TASK -> First find the line with "if let Some(callback)" in the entries below, then set down exactly every line through the line with "state = TrainingState::MaxIterationsReached;", that line included.

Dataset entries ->
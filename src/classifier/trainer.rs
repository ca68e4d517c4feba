//! Training controller.
//!
//! Builds vocabularies, encodes the corpus, initializes the scoring units and
//! iterates until a stopping condition is met:
//!
//! - fixed-error mode runs exactly `max_iterations` iterations;
//! - adaptive mode stops once the aggregate error, or its change between two
//!   iterations, falls to the (possibly scaled) threshold, or at the cap;
//! - a [`CancellationToken`] stops either mode at the next iteration
//!   boundary, keeping the weights learned so far.
//!
//! Every call trains from scratch; there is no incremental training.

use std::sync::Arc;
use std::sync::atomic::{AtomicBool, Ordering};
use std::time::{Duration, Instant};

use ahash::AHashSet;
use log::{debug, info, warn};
use rayon::prelude::*;
use serde::{Deserialize, Serialize};

use crate::analysis::FeatureSet;
use crate::classifier::config::TrainingConfig;
use crate::classifier::encoder::ExampleEncoder;
use crate::classifier::linear::{LinearClassifier, MomentumBuffers, UpdateStep};
use crate::classifier::model::{IntentModel, ModelMetadata};
use crate::classifier::types::{NONE_FEATURE, TrainingExample};
use crate::error::{GlaiveError, Result};

/// Where a training run ended.
#[derive(Debug, Clone, Copy, PartialEq, Eq, Serialize, Deserialize)]
pub enum TrainingState {
    /// Still iterating.
    Training,
    /// Error or error change fell below its threshold.
    Converged,
    /// The iteration cap was reached (always the case in fixed-error mode).
    MaxIterationsReached,
    /// Cancelled at an iteration boundary.
    Stopped,
}

/// Summary of a training run.
#[derive(Debug, Clone, PartialEq, Serialize, Deserialize)]
pub struct TrainingResult {
    /// Completed iterations.
    pub iterations: usize,
    /// Aggregate error of the last completed iteration; infinite if none ran.
    pub final_error: f64,
    /// Final state.
    pub state: TrainingState,
    /// Wall-clock training time in milliseconds.
    pub training_time_ms: u64,
}

/// Snapshot handed to the progress callback after every iteration.
#[derive(Debug, Clone, Copy, PartialEq)]
pub struct TrainingProgress {
    /// 1-based index of the completed iteration.
    pub iteration: usize,
    /// Mean squared error over all examples and labels.
    pub error: f64,
    /// Absolute change of the error since the previous iteration.
    pub delta_error: f64,
    /// Time spent on this iteration.
    pub elapsed: Duration,
}

/// Progress observer; it cannot influence training.
pub type ProgressCallback = Box<dyn Fn(&TrainingProgress) + Send + Sync>;

/// Cooperative cancellation signal, checked once per iteration.
#[derive(Debug, Clone, Default)]
pub struct CancellationToken {
    cancelled: Arc<AtomicBool>,
}

impl CancellationToken {
    /// Create a token that is not cancelled.
    pub fn new() -> Self {
        Self::default()
    }

    /// Request cancellation.
    pub fn cancel(&self) {
        self.cancelled.store(true, Ordering::SeqCst);
    }

    /// Check if cancellation was requested.
    pub fn is_cancelled(&self) -> bool {
        self.cancelled.load(Ordering::SeqCst)
    }
}

/// Drives training of one model.
pub struct Trainer {
    config: TrainingConfig,
    progress: Option<ProgressCallback>,
    cancellation: Option<CancellationToken>,
}

impl std::fmt::Debug for Trainer {
    fn fmt(&self, f: &mut std::fmt::Formatter<'_>) -> std::fmt::Result {
        f.debug_struct("Trainer")
            .field("config", &self.config)
            .field("progress", &self.progress.is_some())
            .field("cancellation", &self.cancellation)
            .finish()
    }
}

impl Default for Trainer {
    fn default() -> Self {
        Self::new(TrainingConfig::default())
    }
}

impl Trainer {
    /// Create a trainer with the given hyperparameters.
    pub fn new(config: TrainingConfig) -> Self {
        Self {
            config,
            progress: None,
            cancellation: None,
        }
    }

    /// Observe every completed iteration.
    pub fn with_progress<F>(mut self, callback: F) -> Self
    where
        F: Fn(&TrainingProgress) + Send + Sync + 'static,
    {
        self.progress = Some(Box::new(callback));
        self
    }

    /// Stop at the next iteration boundary once `token` is cancelled.
    pub fn with_cancellation(mut self, token: CancellationToken) -> Self {
        self.cancellation = Some(token);
        self
    }

    /// Hyperparameters in use.
    pub fn config(&self) -> &TrainingConfig {
        &self.config
    }

    /// Train a model, building both vocabularies from `examples`.
    pub fn train(&self, examples: &[TrainingExample]) -> Result<(IntentModel, TrainingResult)> {
        self.config.validate()?;
        let corpus = self.prepare_corpus(examples)?;
        let encoder = ExampleEncoder::from_corpus(&corpus)?;
        self.run(encoder, &corpus, none_delta(examples))
    }

    /// Train a model using caller-supplied vocabularies.
    ///
    /// Corpus features missing from `encoder` are ignored, like unknown
    /// features at inference time. Every corpus intent must be in the label
    /// vocabulary.
    pub fn train_with_encoder(
        &self,
        encoder: ExampleEncoder,
        examples: &[TrainingExample],
    ) -> Result<(IntentModel, TrainingResult)> {
        self.config.validate()?;
        if let Some(intent) = examples
            .iter()
            .filter_map(TrainingExample::target)
            .find(|intent| !encoder.labels().contains(intent))
        {
            return Err(GlaiveError::vocabulary(format!(
                "intent {intent:?} is not in the label vocabulary"
            )));
        }
        let corpus = self.prepare_corpus(examples)?;
        self.run(encoder, &corpus, none_delta(examples))
    }

    /// Validate the corpus and append the synthetic none example if enabled.
    fn prepare_corpus(&self, examples: &[TrainingExample]) -> Result<Vec<TrainingExample>> {
        if examples.is_empty() {
            return Err(GlaiveError::corpus("training corpus is empty"));
        }
        if examples.iter().all(|e| e.target().is_none()) {
            return Err(GlaiveError::corpus(
                "training corpus has no labelled examples",
            ));
        }
        if examples.iter().any(|e| e.features.contains(NONE_FEATURE)) {
            return Err(GlaiveError::corpus(format!(
                "feature key {NONE_FEATURE:?} is reserved"
            )));
        }

        let empty = examples.iter().filter(|e| e.features.is_empty()).count();
        if empty > 0 {
            warn!("{empty} training examples have no features and only train biases");
        }

        let mut corpus = examples.to_vec();
        if self.config.none_feature.enabled_for(&self.config.locale) {
            let mut features = FeatureSet::new();
            features.insert(NONE_FEATURE, self.config.none_feature.value);
            corpus.push(TrainingExample::none(features));
        }
        Ok(corpus)
    }

    fn run(
        &self,
        encoder: ExampleEncoder,
        corpus: &[TrainingExample],
        corpus_delta: f64,
    ) -> Result<(IntentModel, TrainingResult)> {
        let config = &self.config;
        let data = encoder.encode_corpus(corpus);
        let none_label = encoder.none_label();
        let num_labels = encoder.labels().len();

        let mut classifier =
            LinearClassifier::with_init(num_labels, encoder.features().len(), &config.weight_init);
        let mut buffers = MomentumBuffers::for_classifier(&classifier);

        let (min_error, min_delta) = config.effective_thresholds(num_labels);
        info!(
            "training on {} examples, {} features, {} labels ({} mode)",
            data.len(),
            encoder.features().len(),
            num_labels,
            if config.fixed_error { "fixed" } else { "adaptive" }
        );

        let start_time = Instant::now();
        let mut iterations = 0;
        let mut error = f64::INFINITY;
        let mut state = TrainingState::Training;

        while state == TrainingState::Training {
            if self.is_cancelled() {
                warn!("training cancelled after {iterations} iterations");
                state = TrainingState::Stopped;
                break;
            }

            let iteration_start = Instant::now();
            iterations += 1;
            let learning_rate = config.learning_rate_at(iterations);

            let step = UpdateStep {
                learning_rate,
                momentum: config.momentum,
                error_scale: 1.0,
            };

            let last_error = error;
            error = classifier.train_iteration(
                &data,
                step,
                none_label,
                config.none_delta_multiplier,
                &mut buffers,
            );
            let delta_error = (error - last_error).abs();

            debug!("iteration {iterations} error {error:.8} delta {delta_error:.8}");
            if let Some(callback) = &self.progress {
                callback(&TrainingProgress {
                    iteration: iterations,
                    error,
                    delta_error,
                    elapsed: iteration_start.elapsed(),
                });
            }

            if iterations >= config.max_iterations {
                state = TrainingState::MaxIterationsReached;
            } else if !config.fixed_error && (error <= min_error || delta_error <= min_delta) {
                state = TrainingState::Converged;
            }
        }

        let training_time = start_time.elapsed();
        info!(
            "training finished: {:?} after {} iterations, error {:.8}, {} ms",
            state,
            iterations,
            error,
            training_time.as_millis()
        );

        let result = TrainingResult {
            iterations,
            final_error: error,
            state,
            training_time_ms: training_time.as_millis() as u64,
        };
        let metadata = ModelMetadata {
            trained_at: chrono::Utc::now(),
            training_examples: data.len(),
            iterations,
            final_error: error.is_finite().then_some(error),
        };
        let mut model_config = config.clone();
        model_config.none_feature.delta = Some(config.none_feature.delta.unwrap_or(corpus_delta));
        let model = IntentModel::new(encoder, classifier, model_config, metadata)?;
        Ok((model, result))
    }

    fn is_cancelled(&self) -> bool {
        self.cancellation
            .as_ref()
            .is_some_and(CancellationToken::is_cancelled)
    }
}

/// Number of corpus intents over number of corpus features.
///
/// An explicit None intent counts; the synthetic none example does not.
fn none_delta(examples: &[TrainingExample]) -> f64 {
    let intents: AHashSet<Option<&str>> = examples.iter().map(TrainingExample::target).collect();
    let features: AHashSet<&str> = examples.iter().flat_map(|e| e.features.keys()).collect();
    intents.len() as f64 / features.len().max(1) as f64
}

/// One independent training job for [`train_many`].
#[derive(Debug, Clone)]
pub struct TrainingJob {
    /// Caller-chosen name, returned with the result.
    pub name: String,
    /// Hyperparameters.
    pub config: TrainingConfig,
    /// Corpus.
    pub examples: Vec<TrainingExample>,
}

/// Train several independent models in parallel.
///
/// Jobs share nothing, so each runs on its own rayon worker. Results come
/// back in job order.
pub fn train_many(jobs: Vec<TrainingJob>) -> Vec<(String, Result<(IntentModel, TrainingResult)>)> {
    jobs.into_par_iter()
        .map(|job| {
            let result = Trainer::new(job.config).train(&job.examples);
            (job.name, result)
        })
        .collect()
}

WRITTEN SOLUTION ->
            if let Some(callback) = &self.progress {
                callback(&TrainingProgress {
                    iteration: iterations,
                    error,
                    delta_error,
                    elapsed: iteration_start.elapsed(),
                });
            }

            if iterations >= config.max_iterations {
                state = TrainingState::MaxIterationsReached;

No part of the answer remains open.